Quanto conta la decontribuzione, si domanda il gruppo di studenti di economia alla Bocconi, a LSE e UPF che su lavoce.info si firma come ‘Tortuga’. Con la pubblicazione dell’ultimo report INPS dell’Osservatorio sul Precariato, abbiamo finalmente il quadro completo del 2015 nei termini di attivazioni e cessazioni e trasformazioni di rapporti di lavoro (di lavoratori dipendenti del settore privato e lavoratori degli Enti pubblici economici).
Ebbene, la decontribuzione (ma lo diciamo da tempo su queste colonne!) conta e costa.
Conta, poiché almeno il 60% dei contratti a tempo indeterminato (si fa per dire) attivati nel corso del 2015 usufruisce dell’esonero contributivo ai sensi della Legge di Stabilità n. 190/2014.
Costa, poiché in totale fra nuove attivazioni e trasformazioni di contratti a termine (sia a tempo determinato che di apprendistato) si tratta di 1,4 milioni di rapporti di lavoro esonerati, i quali determinano mancati introiti contributivi per l’INPS (stima di chi scrive) pari a 4,6 miliardi di euro per il solo anno 2015. I medesimi contratti, salvo cessazione, continueranno ad usufruire dell’esonero sia nel 2016 che nel 2017 (e in questo caso per tutti i dodici mesi), per cui l’aggravio sui conti pubblici per il biennio prossimo venturo è pari a circa 20 miliardi.
Saprete certamente che gli sgravi sono stati confermati anche nel 2016, ma con un importo ridotto (tetto massimo fissato a 3250 euro e importo medio dello sconto pari a circa 2600 euro — è sempre una stima dello scrivente, effettuata sulla base della ripartizione per classi di reddito contenuta nei report INPS).
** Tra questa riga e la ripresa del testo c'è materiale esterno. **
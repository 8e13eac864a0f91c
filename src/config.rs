use std::path::Path;

use anyhow::{Context, Result};
use serde::Deserialize;

use toolbelt_symbols::DEFAULT_PROGRAM;

/// Top-level toolbelt configuration.
#[derive(Debug, Default, Deserialize)]
#[serde(deny_unknown_fields)]
pub struct ToolbeltConfig {
    /// Defaults for the `ordinal` and `date` subcommands.
    #[serde(default)]
    pub calendar: CalendarToml,

    /// Defaults for the `demangle` subcommand.
    #[serde(default)]
    pub demangle: DemangleToml,
}

#[derive(Debug, Default, Deserialize)]
#[serde(deny_unknown_fields)]
pub struct CalendarToml {
    #[serde(default)]
    pub strict: bool,
    #[serde(default)]
    pub unix_epoch: bool,
}

#[derive(Debug, Deserialize)]
#[serde(deny_unknown_fields)]
pub struct DemangleToml {
    #[serde(default = "default_program")]
    pub program: String,
    #[serde(default)]
    pub args: Vec<String>,
    #[serde(default)]
    pub builtin: bool,
}

impl Default for DemangleToml {
    fn default() -> Self {
        Self {
            program: default_program(),
            args: Vec::new(),
            builtin: false,
        }
    }
}

fn default_program() -> String {
    DEFAULT_PROGRAM.to_string()
}

/// Loads the config file, or defaults when no path is given.
pub fn load(path: Option<&Path>) -> Result<ToolbeltConfig> {
    let Some(path) = path else {
        return Ok(ToolbeltConfig::default());
    };
    let toml_str = std::fs::read_to_string(path)
        .with_context(|| format!("failed to read config: {}", path.display()))?;
    toml::from_str(&toml_str)
        .with_context(|| format!("failed to parse config: {}", path.display()))
}
//! Date sequence generation.

use crate::date::CalendarDate;
use crate::error::CalendarError;
use crate::ordinal::{MAX_ORDINAL, to_date};

/// Generates a contiguous sequence of calendar dates.
///
/// Starting from `start`, produces exactly `n_days` consecutive dates.
/// Month, leap-day and year boundaries all fall out of the ordinal
/// arithmetic.
///
/// # Errors
///
/// Returns [`CalendarError::OrdinalOutOfRange`] if the last date would fall
/// past the end of the supported range. Nothing is generated in that case.
///
/// # Example
///
/// ```
/// use toolbelt_calendar::{CalendarDate, date_sequence};
///
/// let start = CalendarDate::new(2000, 2, 28).unwrap();
/// let dates = date_sequence(start, 3).unwrap();
/// assert_eq!(dates[1], CalendarDate::new(2000, 2, 29).unwrap());
/// assert_eq!(dates[2], CalendarDate::new(2000, 3, 1).unwrap());
/// ```
pub fn date_sequence(
    start: CalendarDate,
    n_days: usize,
) -> Result<Vec<CalendarDate>, CalendarError> {
    if n_days == 0 {
        return Ok(Vec::new());
    }
    let first = start.ordinal();
    let last = i64::try_from(n_days - 1)
        .map_or(i64::MAX, |span| first.saturating_add(span));
    if last > MAX_ORDINAL {
        return Err(CalendarError::OrdinalOutOfRange { ordinal: last });
    }
    Ok((first..=last).map(to_date).collect())
}
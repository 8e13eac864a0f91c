mod calendar_cmd;
mod cli;
mod config;
mod convert;
mod demangle_cmd;
mod logging;

use std::process;

use anyhow::Result;
use clap::Parser;

use crate::cli::{Cli, Command};

fn main() {
    let cli = Cli::parse();
    logging::init(cli.verbose);

    if let Err(e) = run(cli) {
        eprintln!("Error: {e:#}");
        process::exit(1);
    }
}

fn run(cli: Cli) -> Result<()> {
    let config = config::load(cli.config.as_deref())?;
    match cli.command {
        Command::Ordinal(args) => calendar_cmd::run_ordinal(args, &config.calendar),
        Command::Date(args) => calendar_cmd::run_date(args, &config.calendar),
        Command::Demangle(args) => demangle_cmd::run(args, &config.demangle),
    }
}
use thiserror::Error;

#[derive(Debug, Error, PartialEq, Eq)]
pub enum ComposeError {
    /// A pass was started while another pass was still running on this
    /// thread. Composition is strictly single-threaded and non-reentrant.
    #[error("a composition pass is already in progress on this thread")]
    AlreadyComposing,
}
Evidentemente questo aspetto non è passato inosservato agli stakeholders e la loro reazione è stata un ricorso in extremis alla formula del contratto a tempo indeterminato per acciuffare l’esonero completo per gli anni a seguire. Il grafico che segue mostra le attivazioni nette mensili di contratti standard (elaborazione propria su dati Sisco, periodo Gen.-Giu. ‘15 — e Dati Uniemens, periodo Apr.-Dic. ‘15).
L’andamento mensile delle attivazioni (al netto delle cessazioni) di contratti a tempo indeterminato si era di fatto appiattito per buona parte dell’anno (spicca il dato negativo di Agosto): i nuovi contratti sono arrivati per una buona parte in conseguenza dell’accesso agli incentivi, limitatamente al periodo Gennaio-Aprile 2015, con l’exploit di Dicembre, frutto dell’adeguamento strategico alla decisione del governo di ridurre il limite dell’esonero contributivo a 3250 euro (contro 8060 euro del 2015). In totale, i nuovi contratti attivati nel 2015 sono circa 186 mila, numero non lontano dalla stima effettuata un anno fa da Raitano-Patriarca, secondi i quali i nuovi posti di lavoro sarebbero stati 200 mila: in pratica, il costo di ogni nuovo posto di lavoro in più è stato di 24 mila euro di incentivi.
Detto ciò, una analisi fatta come si deve dovrebbe:
- quantificare gli effetti in termini occupazionali (primo obiettivo del decisore politico);
- verificare la sufficienza delle coperture previste dal governo (ricorderete il pasticcio del comma 122 della citata Legge n. 190/2014, rivelato da Poletti in una interrogazione parlamentare passata praticamente inosservata alla pubblica opinione);
- valutare la tenuta nel tempo delle attivazioni contrattuali del 2015, onde stimare l’effetto sugli ammortizzatori sociali, nel caso di liquidazione di massa dei contratti al termine della validità dell’esonero, anche in virtù degli effetti delle norme del Jobs Act (maggior flessibilità in uscita).
Sarà nostra premura quella di ricercare gli strumenti necessari a questa analisi, nell’ottica di un processo di disvelamento che è il punto di partenza per formulare una proposta politica.